====== Material for this exercise ======

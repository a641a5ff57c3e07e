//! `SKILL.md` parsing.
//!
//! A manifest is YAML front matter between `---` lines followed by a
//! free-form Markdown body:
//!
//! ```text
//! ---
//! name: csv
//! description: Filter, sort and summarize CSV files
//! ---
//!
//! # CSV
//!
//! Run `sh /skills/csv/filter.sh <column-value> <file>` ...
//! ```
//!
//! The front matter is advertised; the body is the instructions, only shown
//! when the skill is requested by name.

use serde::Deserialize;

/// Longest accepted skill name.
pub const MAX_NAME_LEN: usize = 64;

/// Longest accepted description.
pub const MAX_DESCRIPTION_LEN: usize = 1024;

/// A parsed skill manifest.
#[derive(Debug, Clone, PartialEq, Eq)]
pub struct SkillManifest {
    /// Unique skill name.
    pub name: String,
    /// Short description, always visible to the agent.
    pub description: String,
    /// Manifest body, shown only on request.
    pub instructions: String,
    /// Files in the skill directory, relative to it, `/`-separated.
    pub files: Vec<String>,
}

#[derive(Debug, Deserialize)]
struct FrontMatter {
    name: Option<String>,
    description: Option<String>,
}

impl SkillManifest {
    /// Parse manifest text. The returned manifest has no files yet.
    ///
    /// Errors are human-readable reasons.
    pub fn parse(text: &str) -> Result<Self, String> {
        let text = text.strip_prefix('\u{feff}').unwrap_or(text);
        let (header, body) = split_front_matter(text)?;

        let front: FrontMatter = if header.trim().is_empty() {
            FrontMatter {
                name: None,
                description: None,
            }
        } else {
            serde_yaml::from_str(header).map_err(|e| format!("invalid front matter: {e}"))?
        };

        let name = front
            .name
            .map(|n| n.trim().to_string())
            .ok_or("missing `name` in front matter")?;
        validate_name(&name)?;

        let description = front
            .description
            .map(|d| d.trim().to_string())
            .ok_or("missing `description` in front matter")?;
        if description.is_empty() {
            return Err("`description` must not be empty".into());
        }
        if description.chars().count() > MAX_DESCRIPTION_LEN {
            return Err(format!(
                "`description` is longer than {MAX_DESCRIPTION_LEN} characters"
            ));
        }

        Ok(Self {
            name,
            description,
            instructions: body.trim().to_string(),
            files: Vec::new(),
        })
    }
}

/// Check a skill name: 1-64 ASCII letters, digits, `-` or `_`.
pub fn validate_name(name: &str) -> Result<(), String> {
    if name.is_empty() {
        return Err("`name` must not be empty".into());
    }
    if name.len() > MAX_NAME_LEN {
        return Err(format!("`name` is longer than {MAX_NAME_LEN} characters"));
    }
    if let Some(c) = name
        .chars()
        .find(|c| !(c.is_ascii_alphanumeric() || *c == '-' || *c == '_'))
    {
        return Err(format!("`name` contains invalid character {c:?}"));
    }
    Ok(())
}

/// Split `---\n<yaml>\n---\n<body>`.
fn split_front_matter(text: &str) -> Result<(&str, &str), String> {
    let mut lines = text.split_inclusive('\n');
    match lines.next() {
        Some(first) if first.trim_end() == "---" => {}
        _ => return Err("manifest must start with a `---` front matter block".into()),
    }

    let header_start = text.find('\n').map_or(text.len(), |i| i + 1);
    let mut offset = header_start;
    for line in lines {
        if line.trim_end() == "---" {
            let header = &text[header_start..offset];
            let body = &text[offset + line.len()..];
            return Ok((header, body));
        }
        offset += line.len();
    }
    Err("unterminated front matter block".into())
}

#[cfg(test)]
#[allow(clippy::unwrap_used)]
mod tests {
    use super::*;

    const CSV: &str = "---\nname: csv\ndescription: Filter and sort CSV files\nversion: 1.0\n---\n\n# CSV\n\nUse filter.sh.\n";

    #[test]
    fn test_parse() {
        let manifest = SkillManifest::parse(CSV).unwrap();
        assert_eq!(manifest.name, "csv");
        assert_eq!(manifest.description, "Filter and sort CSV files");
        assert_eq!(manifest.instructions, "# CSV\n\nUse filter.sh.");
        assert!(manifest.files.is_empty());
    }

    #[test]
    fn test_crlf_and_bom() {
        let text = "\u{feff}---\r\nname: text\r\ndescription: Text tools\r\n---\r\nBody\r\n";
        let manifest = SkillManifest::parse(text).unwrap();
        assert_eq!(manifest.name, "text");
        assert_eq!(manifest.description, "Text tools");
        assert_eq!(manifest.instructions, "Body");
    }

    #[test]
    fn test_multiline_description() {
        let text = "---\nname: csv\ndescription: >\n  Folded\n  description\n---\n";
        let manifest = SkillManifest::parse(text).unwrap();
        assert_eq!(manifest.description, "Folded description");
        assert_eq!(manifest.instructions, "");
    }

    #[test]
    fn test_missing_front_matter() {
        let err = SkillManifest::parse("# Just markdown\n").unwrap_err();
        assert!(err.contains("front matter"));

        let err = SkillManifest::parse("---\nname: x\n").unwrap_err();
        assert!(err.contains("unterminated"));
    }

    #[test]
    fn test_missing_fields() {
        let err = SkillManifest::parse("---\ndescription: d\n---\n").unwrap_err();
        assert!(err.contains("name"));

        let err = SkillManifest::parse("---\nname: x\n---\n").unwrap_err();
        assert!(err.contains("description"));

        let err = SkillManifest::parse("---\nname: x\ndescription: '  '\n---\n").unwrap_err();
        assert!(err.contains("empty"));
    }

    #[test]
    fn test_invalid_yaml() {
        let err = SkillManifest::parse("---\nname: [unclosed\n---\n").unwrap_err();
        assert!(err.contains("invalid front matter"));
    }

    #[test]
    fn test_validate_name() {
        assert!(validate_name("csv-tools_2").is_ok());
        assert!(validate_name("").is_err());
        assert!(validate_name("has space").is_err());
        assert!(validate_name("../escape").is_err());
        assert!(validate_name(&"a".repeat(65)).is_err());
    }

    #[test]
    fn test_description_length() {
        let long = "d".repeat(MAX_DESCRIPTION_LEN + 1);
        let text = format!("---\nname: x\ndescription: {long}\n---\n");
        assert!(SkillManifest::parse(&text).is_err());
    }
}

======
====== Material for this exercise ======

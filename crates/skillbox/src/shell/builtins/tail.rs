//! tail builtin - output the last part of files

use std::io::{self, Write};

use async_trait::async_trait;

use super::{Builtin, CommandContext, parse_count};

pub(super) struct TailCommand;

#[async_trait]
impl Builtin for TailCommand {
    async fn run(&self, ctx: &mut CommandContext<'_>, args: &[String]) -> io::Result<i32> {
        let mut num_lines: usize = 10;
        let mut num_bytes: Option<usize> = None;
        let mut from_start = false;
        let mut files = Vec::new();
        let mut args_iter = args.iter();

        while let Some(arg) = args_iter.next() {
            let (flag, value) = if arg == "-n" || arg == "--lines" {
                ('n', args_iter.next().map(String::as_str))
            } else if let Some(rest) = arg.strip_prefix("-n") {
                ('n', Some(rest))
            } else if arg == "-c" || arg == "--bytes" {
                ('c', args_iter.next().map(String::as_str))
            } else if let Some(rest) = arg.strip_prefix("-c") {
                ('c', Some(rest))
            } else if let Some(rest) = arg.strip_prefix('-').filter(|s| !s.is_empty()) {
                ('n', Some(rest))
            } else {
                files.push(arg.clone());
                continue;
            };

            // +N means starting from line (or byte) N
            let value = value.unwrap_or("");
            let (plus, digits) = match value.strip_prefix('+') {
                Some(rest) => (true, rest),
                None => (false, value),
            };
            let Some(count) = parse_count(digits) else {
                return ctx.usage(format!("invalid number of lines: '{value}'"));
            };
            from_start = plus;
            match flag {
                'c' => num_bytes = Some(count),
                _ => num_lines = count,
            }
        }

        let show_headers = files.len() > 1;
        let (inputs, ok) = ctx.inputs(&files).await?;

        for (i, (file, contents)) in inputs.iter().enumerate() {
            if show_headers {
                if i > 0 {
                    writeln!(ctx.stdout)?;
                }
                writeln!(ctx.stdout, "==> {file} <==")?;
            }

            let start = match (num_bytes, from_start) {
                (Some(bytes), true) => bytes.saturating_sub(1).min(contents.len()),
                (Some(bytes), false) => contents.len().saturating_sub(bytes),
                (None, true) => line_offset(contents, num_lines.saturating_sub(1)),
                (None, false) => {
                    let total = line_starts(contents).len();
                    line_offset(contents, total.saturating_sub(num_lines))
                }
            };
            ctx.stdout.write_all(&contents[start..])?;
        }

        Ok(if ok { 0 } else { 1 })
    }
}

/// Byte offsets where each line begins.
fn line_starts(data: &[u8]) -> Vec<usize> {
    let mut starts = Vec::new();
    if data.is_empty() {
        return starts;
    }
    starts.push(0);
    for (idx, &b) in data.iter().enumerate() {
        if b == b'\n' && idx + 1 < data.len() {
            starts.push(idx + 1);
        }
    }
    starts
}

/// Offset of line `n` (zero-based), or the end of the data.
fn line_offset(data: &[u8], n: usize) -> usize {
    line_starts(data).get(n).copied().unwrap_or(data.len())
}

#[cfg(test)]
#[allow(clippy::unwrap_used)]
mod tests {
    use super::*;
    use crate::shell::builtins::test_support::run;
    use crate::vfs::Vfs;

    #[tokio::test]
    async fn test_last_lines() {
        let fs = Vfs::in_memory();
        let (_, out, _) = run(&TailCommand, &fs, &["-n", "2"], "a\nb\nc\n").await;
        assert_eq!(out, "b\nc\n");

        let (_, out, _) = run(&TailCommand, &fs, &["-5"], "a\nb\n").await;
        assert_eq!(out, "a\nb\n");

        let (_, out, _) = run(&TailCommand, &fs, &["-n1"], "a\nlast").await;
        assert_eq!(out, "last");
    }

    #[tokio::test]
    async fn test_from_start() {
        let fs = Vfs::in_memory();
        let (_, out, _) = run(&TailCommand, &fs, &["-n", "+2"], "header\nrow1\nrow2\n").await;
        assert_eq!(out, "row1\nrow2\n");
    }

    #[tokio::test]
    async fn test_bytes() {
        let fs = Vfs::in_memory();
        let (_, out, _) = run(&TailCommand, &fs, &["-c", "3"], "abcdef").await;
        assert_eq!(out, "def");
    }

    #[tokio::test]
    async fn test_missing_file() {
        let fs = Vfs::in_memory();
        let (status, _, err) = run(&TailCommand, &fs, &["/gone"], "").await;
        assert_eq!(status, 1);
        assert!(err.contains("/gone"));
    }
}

======
====== Material for this exercise ======

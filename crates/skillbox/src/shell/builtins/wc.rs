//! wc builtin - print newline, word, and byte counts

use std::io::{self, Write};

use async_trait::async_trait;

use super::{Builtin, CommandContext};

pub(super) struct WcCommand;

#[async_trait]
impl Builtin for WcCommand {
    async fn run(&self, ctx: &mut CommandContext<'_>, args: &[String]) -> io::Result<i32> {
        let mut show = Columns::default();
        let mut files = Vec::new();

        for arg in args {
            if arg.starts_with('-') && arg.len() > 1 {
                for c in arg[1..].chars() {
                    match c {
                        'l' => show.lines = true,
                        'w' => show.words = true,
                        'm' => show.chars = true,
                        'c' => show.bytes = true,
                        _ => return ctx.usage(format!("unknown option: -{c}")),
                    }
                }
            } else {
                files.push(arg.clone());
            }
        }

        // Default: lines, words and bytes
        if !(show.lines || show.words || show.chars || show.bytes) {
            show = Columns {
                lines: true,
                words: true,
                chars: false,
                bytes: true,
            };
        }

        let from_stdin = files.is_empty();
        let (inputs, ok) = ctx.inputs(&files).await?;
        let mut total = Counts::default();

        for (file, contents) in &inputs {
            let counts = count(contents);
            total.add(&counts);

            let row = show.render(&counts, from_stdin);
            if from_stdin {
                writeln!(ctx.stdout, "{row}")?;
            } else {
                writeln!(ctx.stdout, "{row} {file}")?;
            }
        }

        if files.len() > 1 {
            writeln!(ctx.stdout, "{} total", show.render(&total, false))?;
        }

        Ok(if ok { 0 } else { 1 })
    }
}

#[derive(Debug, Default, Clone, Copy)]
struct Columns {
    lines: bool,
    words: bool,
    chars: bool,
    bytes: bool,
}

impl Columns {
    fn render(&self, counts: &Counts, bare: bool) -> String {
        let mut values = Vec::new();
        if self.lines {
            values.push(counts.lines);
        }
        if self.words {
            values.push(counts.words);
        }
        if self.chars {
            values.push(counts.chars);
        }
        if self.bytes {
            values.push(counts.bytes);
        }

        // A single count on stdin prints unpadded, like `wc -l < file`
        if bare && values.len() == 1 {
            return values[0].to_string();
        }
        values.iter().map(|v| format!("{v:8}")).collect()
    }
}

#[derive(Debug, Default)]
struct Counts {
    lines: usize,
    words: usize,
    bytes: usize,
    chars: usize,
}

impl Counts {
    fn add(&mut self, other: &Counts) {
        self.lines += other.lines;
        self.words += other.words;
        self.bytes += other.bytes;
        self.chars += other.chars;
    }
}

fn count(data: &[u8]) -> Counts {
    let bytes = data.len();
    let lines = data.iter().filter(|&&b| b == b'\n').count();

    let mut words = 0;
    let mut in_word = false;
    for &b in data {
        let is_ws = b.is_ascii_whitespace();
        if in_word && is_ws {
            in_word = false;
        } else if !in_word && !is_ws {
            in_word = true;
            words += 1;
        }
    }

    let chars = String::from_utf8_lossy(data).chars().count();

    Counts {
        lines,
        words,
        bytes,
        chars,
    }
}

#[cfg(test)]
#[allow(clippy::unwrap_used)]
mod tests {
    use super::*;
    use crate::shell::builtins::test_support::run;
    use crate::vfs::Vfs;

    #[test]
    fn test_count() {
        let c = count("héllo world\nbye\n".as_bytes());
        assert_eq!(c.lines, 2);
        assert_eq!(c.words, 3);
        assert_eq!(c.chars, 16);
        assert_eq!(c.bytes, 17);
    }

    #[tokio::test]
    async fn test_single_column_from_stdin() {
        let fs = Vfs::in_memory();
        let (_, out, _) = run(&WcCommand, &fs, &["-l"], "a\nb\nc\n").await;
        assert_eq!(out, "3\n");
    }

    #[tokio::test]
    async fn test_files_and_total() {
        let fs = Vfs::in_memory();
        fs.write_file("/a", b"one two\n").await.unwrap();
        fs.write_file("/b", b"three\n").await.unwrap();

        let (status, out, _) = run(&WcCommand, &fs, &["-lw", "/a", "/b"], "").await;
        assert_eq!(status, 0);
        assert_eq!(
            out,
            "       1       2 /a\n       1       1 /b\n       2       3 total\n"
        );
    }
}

======

* **About this task**:
Search the entries for the word "plus" and show every line that has it.

* **Result**:
            let (plus, digits) = match value.strip_prefix('+') {
            from_start = plus;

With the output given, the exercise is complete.